Archaeology: Necropolis discovered, migrants working on dig

In Ragusa area, an example of integration for asylum seekers

24 February, 14:12

     CHIARAMONTE GULFI (RAGUSA) - An archaeological dig in Chiaramonte Gulfi, in the province of Ragusa, which brought to light a necropolis from the 3rd and 4th centuries A.D., has also become an integration project for young asylum seekers.

    The migrants, hosted at a reception centre, are working together with students from the University of Bologna at the archaeological site.

    The dig, conducted in the area of the San Nicola contrada, has uncovered more than 110 tombs, as well as an abundance of funerary items, which leads archaeologists to believe that it was a wealthy community of elevated social status.

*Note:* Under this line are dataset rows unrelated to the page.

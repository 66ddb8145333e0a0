// src/recovery/repair.rs
//! Pure text repairs for almost-JSON. Each step is `&str -> String`, keeps no
//! state, and treats quoted strings (with escapes) as opaque.
//!
//! Steps run in `RepairStep::ORDER`; later steps assume earlier ones ran.

/// One named repair, applied in a fixed order.
#[derive(Debug, Clone, Copy, PartialEq, Eq, Hash)]
pub enum RepairStep {
    /// `{"a": 1,}` -> `{"a": 1}`
    StripTrailingCommas,
    /// `{"a": "trunc` -> `{"a": ""`, dangling keys and commas dropped
    TruncateDanglingTail,
    /// `{"a": [1` -> `{"a": [1]}`
    BalanceBrackets,
}

impl RepairStep {
    pub const ORDER: [RepairStep; 3] = [
        RepairStep::StripTrailingCommas,
        RepairStep::TruncateDanglingTail,
        RepairStep::BalanceBrackets,
    ];

    pub fn name(self) -> &'static str {
        match self {
            RepairStep::StripTrailingCommas => "trailing-comma removal",
            RepairStep::TruncateDanglingTail => "dangling-string truncation",
            RepairStep::BalanceBrackets => "bracket balancing",
        }
    }

    pub fn apply(self, text: &str) -> String {
        match self {
            RepairStep::StripTrailingCommas => strip_trailing_commas(text),
            RepairStep::TruncateDanglingTail => truncate_dangling_tail(text),
            RepairStep::BalanceBrackets => balance_brackets(text),
        }
    }
}

/// Drop every comma whose next non-whitespace char is `}` or `]`.
/// Single pass: a comma stays pending until the next significant char decides it.
pub fn strip_trailing_commas(text: &str) -> String {
    let mut out = String::with_capacity(text.len());
    let mut in_string = false;
    let mut escaped = false;
    // byte offset in `out` of a comma that may still be dropped
    let mut pending: Option<usize> = None;

    for c in text.chars() {
        if in_string {
            out.push(c);
            if escaped {
                escaped = false;
            } else if c == '\\' {
                escaped = true;
            } else if c == '"' {
                in_string = false;
            }
            continue;
        }
        if c.is_whitespace() {
            out.push(c);
            continue;
        }
        match c {
            '}' | ']' => {
                if let Some(at) = pending.take() {
                    // only whitespace follows the comma, so this shift is short
                    out.remove(at);
                }
            }
            ',' => {
                pending = Some(out.len());
                out.push(c);
                continue;
            }
            '"' => in_string = true,
            _ => {}
        }
        pending = None;
        out.push(c);
    }
    out
}

/// Clean up whatever a token limit cut off mid-way:
/// - an unterminated string value (after `:`) becomes `""`
/// - an unterminated key or array element is dropped
/// - a complete key with no value is dropped
/// - trailing commas go, a trailing `:` gets an empty string value
pub fn truncate_dangling_tail(text: &str) -> String {
    let mut out = text.trim_end().to_string();
    let state = scan(&out);

    if let Some(start) = state.open_string {
        let is_value = preceding_char(&out, start) == Some(':');
        out.truncate(start);
        if is_value {
            out.push_str("\"\"");
        }
    } else if let Some(start) = state.last_string_start.filter(|_| out.ends_with('"')) {
        let in_object = state.stack.last() == Some(&'{');
        if in_object && matches!(preceding_char(&out, start), Some('{') | Some(',')) {
            out.truncate(start);
        }
    }

    loop {
        let len = out.trim_end().len();
        out.truncate(len);
        if out.ends_with(',') {
            out.pop();
            continue;
        }
        if out.ends_with(':') {
            out.push_str(" \"\"");
        }
        break;
    }
    out
}

/// Append `]` then `}` for every opener without a closer. Count-based.
pub fn balance_brackets(text: &str) -> String {
    let state = scan(text);
    let mut out = text.trim_end().to_string();
    for _ in 0..state.open_brackets.saturating_sub(state.close_brackets) {
        out.push(']');
    }
    for _ in 0..state.open_braces.saturating_sub(state.close_braces) {
        out.push('}');
    }
    out
}

#[derive(Debug, Default)]
struct ScanState {
    /// Byte offset of the opening quote when the text ends inside a string.
    open_string: Option<usize>,
    last_string_start: Option<usize>,
    /// Unclosed openers, innermost last.
    stack: Vec<char>,
    open_braces: usize,
    close_braces: usize,
    open_brackets: usize,
    close_brackets: usize,
}

fn scan(text: &str) -> ScanState {
    let mut st = ScanState::default();
    let mut in_string = false;
    let mut escaped = false;

    for (i, c) in text.char_indices() {
        if in_string {
            if escaped {
                escaped = false;
            } else if c == '\\' {
                escaped = true;
            } else if c == '"' {
                in_string = false;
                st.open_string = None;
            }
            continue;
        }
        match c {
            '"' => {
                in_string = true;
                st.open_string = Some(i);
                st.last_string_start = Some(i);
            }
            '{' => {
                st.stack.push('{');
                st.open_braces += 1;
            }
            '[' => {
                st.stack.push('[');
                st.open_brackets += 1;
            }
            '}' => {
                if st.stack.last() == Some(&'{') {
                    st.stack.pop();
                }
                st.close_braces += 1;
            }
            ']' => {
                if st.stack.last() == Some(&'[') {
                    st.stack.pop();
                }
                st.close_brackets += 1;
            }
            _ => {}
        }
    }
    st
}

fn preceding_char(text: &str, idx: usize) -> Option<char> {
    text[..idx].trim_end().chars().last()
}

#[cfg(test)]
mod tests {
    use super::*;

    #[test]
    fn trailing_commas_removed_outside_strings_only() {
        assert_eq!(strip_trailing_commas(r#"{"a": 1,}"#), r#"{"a": 1}"#);
        assert_eq!(strip_trailing_commas("[1, 2,\n ]"), "[1, 2\n ]");
        assert_eq!(
            strip_trailing_commas(r#"{"note": "keep ,} this"}"#),
            r#"{"note": "keep ,} this"}"#
        );
    }

    #[test]
    fn consecutive_commas_keep_all_but_the_last() {
        assert_eq!(strip_trailing_commas("[1,,]"), "[1,]");
        assert_eq!(strip_trailing_commas(r#"{"a": "x",  }"#), r#"{"a": "x"  }"#);
    }

    #[test]
    fn long_comma_runs_are_handled_in_one_pass() {
        let body = "1,   ".repeat(50_000);
        let input = format!("[{body}]");
        let out = strip_trailing_commas(&input);
        assert_eq!(out.len(), input.len() - 1);
        assert!(out.ends_with("1   ]"));
        assert_eq!(out.matches(',').count(), 49_999);

        let spaced = format!("[1,{}]", " ".repeat(200_000));
        assert_eq!(strip_trailing_commas(&spaced), format!("[1{}]", " ".repeat(200_000)));
    }

    #[test]
    fn unterminated_value_becomes_empty_string() {
        let out = truncate_dangling_tail(r#"{"a": 1, "summary": "The portfolio is we"#);
        assert_eq!(out, r#"{"a": 1, "summary": """#);
    }

    #[test]
    fn dangling_key_is_dropped() {
        assert_eq!(truncate_dangling_tail(r#"{"a": 1, "b"#), r#"{"a": 1"#);
        assert_eq!(truncate_dangling_tail(r#"{"a": 1, "b""#), r#"{"a": 1"#);
    }

    #[test]
    fn array_string_elements_are_not_keys() {
        assert_eq!(truncate_dangling_tail(r#"{"a": ["x", "y""#), r#"{"a": ["x", "y""#);
        assert_eq!(truncate_dangling_tail(r#"{"a": ["x", "y"#), r#"{"a": ["x""#);
    }

    #[test]
    fn trailing_colon_and_commas() {
        assert_eq!(truncate_dangling_tail(r#"{"a": 1,  "#), r#"{"a": 1"#);
        assert_eq!(truncate_dangling_tail(r#"{"a":"#), r#"{"a": """#);
    }

    #[test]
    fn escaped_quotes_do_not_end_strings() {
        let out = truncate_dangling_tail(r#"{"q": "say \"hi"#);
        assert_eq!(out, r#"{"q": """#);
    }

    #[test]
    fn balance_appends_missing_closers() {
        assert_eq!(balance_brackets(r#"{"a": {"b": 1}"#), r#"{"a": {"b": 1}}"#);
        assert_eq!(balance_brackets(r#"{"a": [1, 2"#), r#"{"a": [1, 2]}"#);
        // brackets inside strings do not count
        assert_eq!(balance_brackets(r#"{"a": "{[" "#), r#"{"a": "{["}"#);
    }

    #[test]
    fn balanced_text_is_untouched() {
        let s = r#"{"a": [1, {"b": 2}]}"#;
        assert_eq!(balance_brackets(s), s);
        assert_eq!(strip_trailing_commas(s), s);
        assert_eq!(truncate_dangling_tail(s), s);
    }

    #[test]
    fn order_is_fixed() {
        assert_eq!(
            RepairStep::ORDER,
            [
                RepairStep::StripTrailingCommas,
                RepairStep::TruncateDanglingTail,
                RepairStep::BalanceBrackets
            ]
        );
    }
}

    The cooperative Nostra Signora di Gulfi, owner of the area and manager of one of the SPRAR/SIPROMI migrant reception centres in the town of Chiaramonte, stipulated an agreement with the city, the Ragusa Superintendency of Cultural Heritage, and the University of Bologna, which is conducting scientific, historic, anthropological and genetic studies to understand the customs and lifestyles of the residents of 1,700 years ago. The academics are looking for elements that can allow for the study of the body and bone structure, the type of diet, and type of work.

    In one case, researchers are attempting to rebuild a face.

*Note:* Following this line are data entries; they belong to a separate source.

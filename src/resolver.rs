// src/resolver.rs
//! Ordered-fallback resolution: try sources by priority, first valid result
//! wins, terminal static default when every source has failed.
//!
//! `resolve` never fails. Per-source problems (exhausted retries, terminal
//! errors, unparseable text, values rejected by validation) become warnings
//! on the returned envelope.

use std::collections::HashSet;
use std::sync::Arc;

use anyhow::{bail, Result};
use serde::de::DeserializeOwned;
use serde_json::Value;

use crate::cancel::CancelSignal;
use crate::envelope::ConfidenceEnvelope;
use crate::recovery::{ParserConfig, ResponseRecoveryParser};
use crate::retry::{RetryPolicy, RetryingInvoker};
use crate::source::{RawResult, Source};
use crate::telemetry::{self, SharedTelemetry};

pub const DEFAULT_DEGRADED_FACTOR: f64 = 0.4;
pub const DEFAULT_TERMINAL_CONFIDENCE: f64 = 0.1;
pub const DEFAULT_TERMINAL_NAME: &str = "static-default";

/// Confidence knobs shared by every source of one resolver.
#[derive(Debug, Clone, PartialEq)]
pub struct ResolverSettings {
    /// Multiplier applied to `base_confidence` when the value needed repair.
    pub degraded_factor: f64,
    /// Confidence reported by the terminal default.
    pub terminal_confidence: f64,
    /// `source_name` reported by the terminal default.
    pub terminal_name: String,
}

impl Default for ResolverSettings {
    fn default() -> Self {
        Self {
            degraded_factor: DEFAULT_DEGRADED_FACTOR,
            terminal_confidence: DEFAULT_TERMINAL_CONFIDENCE,
            terminal_name: DEFAULT_TERMINAL_NAME.to_string(),
        }
    }
}

pub struct FallbackResolver<Req, T> {
    sources: Arc<Vec<Source<Req, T>>>,
    invoker: RetryingInvoker,
    parser: Arc<ResponseRecoveryParser>,
    default: T,
    settings: ResolverSettings,
    telemetry: SharedTelemetry,
}

impl<Req, T: Clone> Clone for FallbackResolver<Req, T> {
    fn clone(&self) -> Self {
        Self {
            sources: self.sources.clone(),
            invoker: self.invoker.clone(),
            parser: self.parser.clone(),
            default: self.default.clone(),
            settings: self.settings.clone(),
            telemetry: self.telemetry.clone(),
        }
    }
}

struct Accepted<T> {
    value: T,
    degraded: bool,
    notes: Vec<String>,
}

impl<Req, T> FallbackResolver<Req, T>
where
    Req: Sync,
    T: DeserializeOwned + Clone + Send + Sync,
{
    /// `default` is the value wrapped by the terminal envelope.
    pub fn builder(default: T) -> FallbackResolverBuilder<Req, T> {
        FallbackResolverBuilder::new(default)
    }

    /// Sources in the order they will be tried.
    pub fn source_names(&self) -> Vec<&str> {
        self.sources.iter().map(|s| s.name()).collect()
    }

    pub fn settings(&self) -> &ResolverSettings {
        &self.settings
    }

    pub async fn resolve(&self, request: &Req) -> ConfidenceEnvelope<T> {
        self.run(request, None).await
    }

    /// Like `resolve`, but stops starting new attempts once `cancel` is set.
    /// The in-flight attempt is allowed to finish; the terminal default is returned.
    pub async fn resolve_with_cancel(
        &self,
        request: &Req,
        cancel: &CancelSignal,
    ) -> ConfidenceEnvelope<T> {
        self.run(request, Some(cancel)).await
    }

    async fn run(&self, request: &Req, cancel: Option<&CancelSignal>) -> ConfidenceEnvelope<T> {
        let mut warnings = Vec::new();

        for (i, source) in self.sources.iter().enumerate() {
            if cancel.is_some_and(CancelSignal::is_cancelled) {
                warnings.push(format!(
                    "cancelled: skipped {} remaining source(s)",
                    self.sources.len() - i
                ));
                break;
            }

            match self.attempt(source, request, cancel).await {
                Ok(accepted) => {
                    let base = source.spec().base_confidence;
                    let confidence = if accepted.degraded {
                        base * self.settings.degraded_factor
                    } else {
                        base
                    };
                    warnings.extend(accepted.notes);
                    self.telemetry
                        .resolved(source.name(), confidence, accepted.degraded);
                    return ConfidenceEnvelope::resolved(
                        accepted.value,
                        source.name(),
                        confidence,
                        accepted.degraded,
                        warnings,
                    );
                }
                Err(reason) => {
                    self.telemetry.source_rejected(source.name(), &reason);
                    warnings.push(reason);
                }
            }
        }

        self.telemetry.chain_exhausted(warnings.len());
        ConfidenceEnvelope::terminal(
            self.default.clone(),
            self.settings.terminal_name.as_str(),
            self.settings.terminal_confidence,
            warnings,
        )
    }

    /// One source, start to finish. `Err` carries a warning that names the source.
    async fn attempt(
        &self,
        source: &Source<Req, T>,
        request: &Req,
        cancel: Option<&CancelSignal>,
    ) -> std::result::Result<Accepted<T>, String> {
        let name = source.name();
        let raw = self
            .invoker
            .call_with_cancel(source, request, cancel)
            .await
            .map_err(|f| f.to_string())?;

        let accepted = match raw {
            RawResult::Data(value) => Accepted {
                value,
                degraded: false,
                notes: Vec::new(),
            },
            RawResult::Text(text) => {
                let extraction = self.parser.extract(&text);
                let Some(json) = extraction.value else {
                    return Err(format!(
                        "{name}: unrecoverable response: {}",
                        extraction.warnings.join("; ")
                    ));
                };
                if is_empty_value(&json) {
                    return Err(format!("{name}: empty value"));
                }
                let value: T = serde_json::from_value(json)
                    .map_err(|e| format!("{name}: decode failed: {e}"))?;
                Accepted {
                    value,
                    degraded: extraction.degraded,
                    notes: extraction
                        .warnings
                        .into_iter()
                        .map(|w| format!("{name}: {w}"))
                        .collect(),
                }
            }
        };

        if !source.accepts(&accepted.value) {
            return Err(format!("{name}: value rejected by validation"));
        }
        Ok(accepted)
    }
}

fn is_empty_value(v: &Value) -> bool {
    match v {
        Value::Null => true,
        Value::Object(m) => m.is_empty(),
        _ => false,
    }
}

pub struct FallbackResolverBuilder<Req, T> {
    sources: Vec<Source<Req, T>>,
    policy: RetryPolicy,
    parser_config: ParserConfig,
    telemetry: SharedTelemetry,
    settings: ResolverSettings,
    default: T,
}

impl<Req, T> FallbackResolverBuilder<Req, T> {
    pub fn new(default: T) -> Self {
        Self {
            sources: Vec::new(),
            policy: RetryPolicy::default(),
            parser_config: ParserConfig::default(),
            telemetry: telemetry::noop(),
            settings: ResolverSettings::default(),
            default,
        }
    }

    /// Registration order breaks priority ties.
    pub fn source(mut self, source: Source<Req, T>) -> Self {
        self.sources.push(source);
        self
    }

    pub fn retry_policy(mut self, policy: RetryPolicy) -> Self {
        self.policy = policy;
        self
    }

    pub fn parser(mut self, config: ParserConfig) -> Self {
        self.parser_config = config;
        self
    }

    pub fn telemetry(mut self, telemetry: SharedTelemetry) -> Self {
        self.telemetry = telemetry;
        self
    }

    pub fn settings(mut self, settings: ResolverSettings) -> Self {
        self.settings = settings;
        self
    }

    pub fn degraded_factor(mut self, factor: f64) -> Self {
        self.settings.degraded_factor = factor;
        self
    }

    pub fn terminal_confidence(mut self, confidence: f64) -> Self {
        self.settings.terminal_confidence = confidence;
        self
    }

    /// Sort by priority (stable) and check the confidence gradient.
    pub fn build(mut self) -> Result<FallbackResolver<Req, T>> {
        let factor = self.settings.degraded_factor;
        if !(factor > 0.0 && factor <= 1.0) {
            bail!("degraded_factor must be in (0, 1], got {factor}");
        }
        let terminal = self.settings.terminal_confidence;
        if !(0.0..=1.0).contains(&terminal) {
            bail!("terminal_confidence must be in [0, 1], got {terminal}");
        }

        let mut seen = HashSet::new();
        for s in &self.sources {
            let spec = s.spec();
            if !seen.insert(spec.name.as_str()) {
                bail!("duplicate source name `{}`", spec.name);
            }
            if !(0.0..=1.0).contains(&spec.base_confidence) {
                bail!(
                    "source `{}`: base_confidence must be in [0, 1], got {}",
                    spec.name,
                    spec.base_confidence
                );
            }
            if spec.timeout.is_zero() {
                bail!("source `{}`: timeout must be positive", spec.name);
            }
            if spec.base_confidence * factor <= terminal {
                bail!(
                    "source `{}`: degraded confidence {:.3} is not above terminal confidence {:.3}",
                    spec.name,
                    spec.base_confidence * factor,
                    terminal
                );
            }
        }

        self.sources.sort_by_key(|s| s.spec().priority);

        for pair in self.sources.windows(2) {
            let (a, b) = (pair[0].spec(), pair[1].spec());
            let ok = if a.priority == b.priority {
                a.base_confidence >= b.base_confidence
            } else {
                a.base_confidence > b.base_confidence
            };
            if !ok {
                bail!(
                    "confidence must decrease with priority: `{}` ({}, prio {}) then `{}` ({}, prio {})",
                    a.name,
                    a.base_confidence,
                    a.priority,
                    b.name,
                    b.base_confidence,
                    b.priority
                );
            }
        }

        Ok(FallbackResolver {
            sources: Arc::new(self.sources),
            invoker: RetryingInvoker::new(self.policy, self.telemetry.clone()),
            parser: Arc::new(ResponseRecoveryParser::new(
                self.parser_config,
                self.telemetry.clone(),
            )),
            default: self.default,
            settings: self.settings,
            telemetry: self.telemetry,
        })
    }
}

    The agreement, an example of collaboration between public institutions and the so-called "private social sector", takes on importance when one considers that asylum seekers are working on a significant archaeological dig.

    For the project, work grants have been developed in collaboration with the superindendency.

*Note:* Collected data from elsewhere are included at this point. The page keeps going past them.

// src/envelope.rs
//! Resolved value plus the trust metadata downstream code must inspect.

use serde::Serialize;

/// Immutable result of one `resolve()` call.
///
/// Fields are private so an envelope cannot be edited after the resolver hands
/// it out; use the accessors or `into_value`.
#[derive(Debug, Clone, PartialEq, Serialize)]
pub struct ConfidenceEnvelope<T> {
    value: T,
    source_name: String,
    confidence: f64,
    degraded: bool,
    warnings: Vec<String>,
    terminal: bool,
}

impl<T> ConfidenceEnvelope<T> {
    /// Value produced by a live source. `confidence` is clamped to [0, 1].
    pub fn resolved(
        value: T,
        source_name: impl Into<String>,
        confidence: f64,
        degraded: bool,
        warnings: Vec<String>,
    ) -> Self {
        Self {
            value,
            source_name: source_name.into(),
            confidence: clamp01(confidence),
            degraded,
            warnings,
            terminal: false,
        }
    }

    /// Static default used once every source has failed.
    pub fn terminal(
        value: T,
        source_name: impl Into<String>,
        confidence: f64,
        warnings: Vec<String>,
    ) -> Self {
        Self {
            value,
            source_name: source_name.into(),
            confidence: clamp01(confidence),
            degraded: false,
            warnings,
            terminal: true,
        }
    }

    pub fn value(&self) -> &T {
        &self.value
    }

    pub fn into_value(self) -> T {
        self.value
    }

    pub fn source_name(&self) -> &str {
        &self.source_name
    }

    pub fn confidence(&self) -> f64 {
        self.confidence
    }

    pub fn is_degraded(&self) -> bool {
        self.degraded
    }

    pub fn warnings(&self) -> &[String] {
        &self.warnings
    }

    pub fn is_terminal(&self) -> bool {
        self.terminal
    }

    /// True when the value came straight from a source without repair or fallback to the default.
    pub fn is_clean(&self) -> bool {
        !self.degraded && !self.terminal
    }

    /// Transform the payload, keeping provenance untouched.
    pub fn map<U>(self, f: impl FnOnce(T) -> U) -> ConfidenceEnvelope<U> {
        ConfidenceEnvelope {
            value: f(self.value),
            source_name: self.source_name,
            confidence: self.confidence,
            degraded: self.degraded,
            warnings: self.warnings,
            terminal: self.terminal,
        }
    }
}

fn clamp01(x: f64) -> f64 {
    if x.is_nan() {
        0.0
    } else {
        x.clamp(0.0, 1.0)
    }
}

    The archaeological area of the Giglia contrada was well-known in past centuries, and some archaeologists, including Paolo Orsi, had taken up work in the area.

    In addition to what had already been discovered, and is believed to be from the Byzantine era, new things are now coming to light.

    The dating of the tombs, of the funerary materials (plates, jewelry, rings, a pin, a small lekytos) is certainly prior to that era and shows the presence in the area of a population that hadn't been previously recorded.

    Lithic sarcophagi of valuable manufacture have been uncovered, as well as numerous earthen caves dug into the ground and closed with large sheets of stone wedges and clay.

    The results of the work in recent months were presented in Bologna during a conference titled "Archaeology in Ilbei Among Research and Integration", sponsored by the University of Bologna's Department of Cultural Heritage and History, Cultures and Civilizations.

    "The collaboration between the public and social private sector, that we represent, offers a service to historic and scientific studies and to our community," said Gianvito Distefano, president of the Nostra Signora di Gulfi cooperative.

    "I'd like to thank Bologna Cardinal Matteo Zuppi and the project partners for their support and trust," he said.(ANSAmed).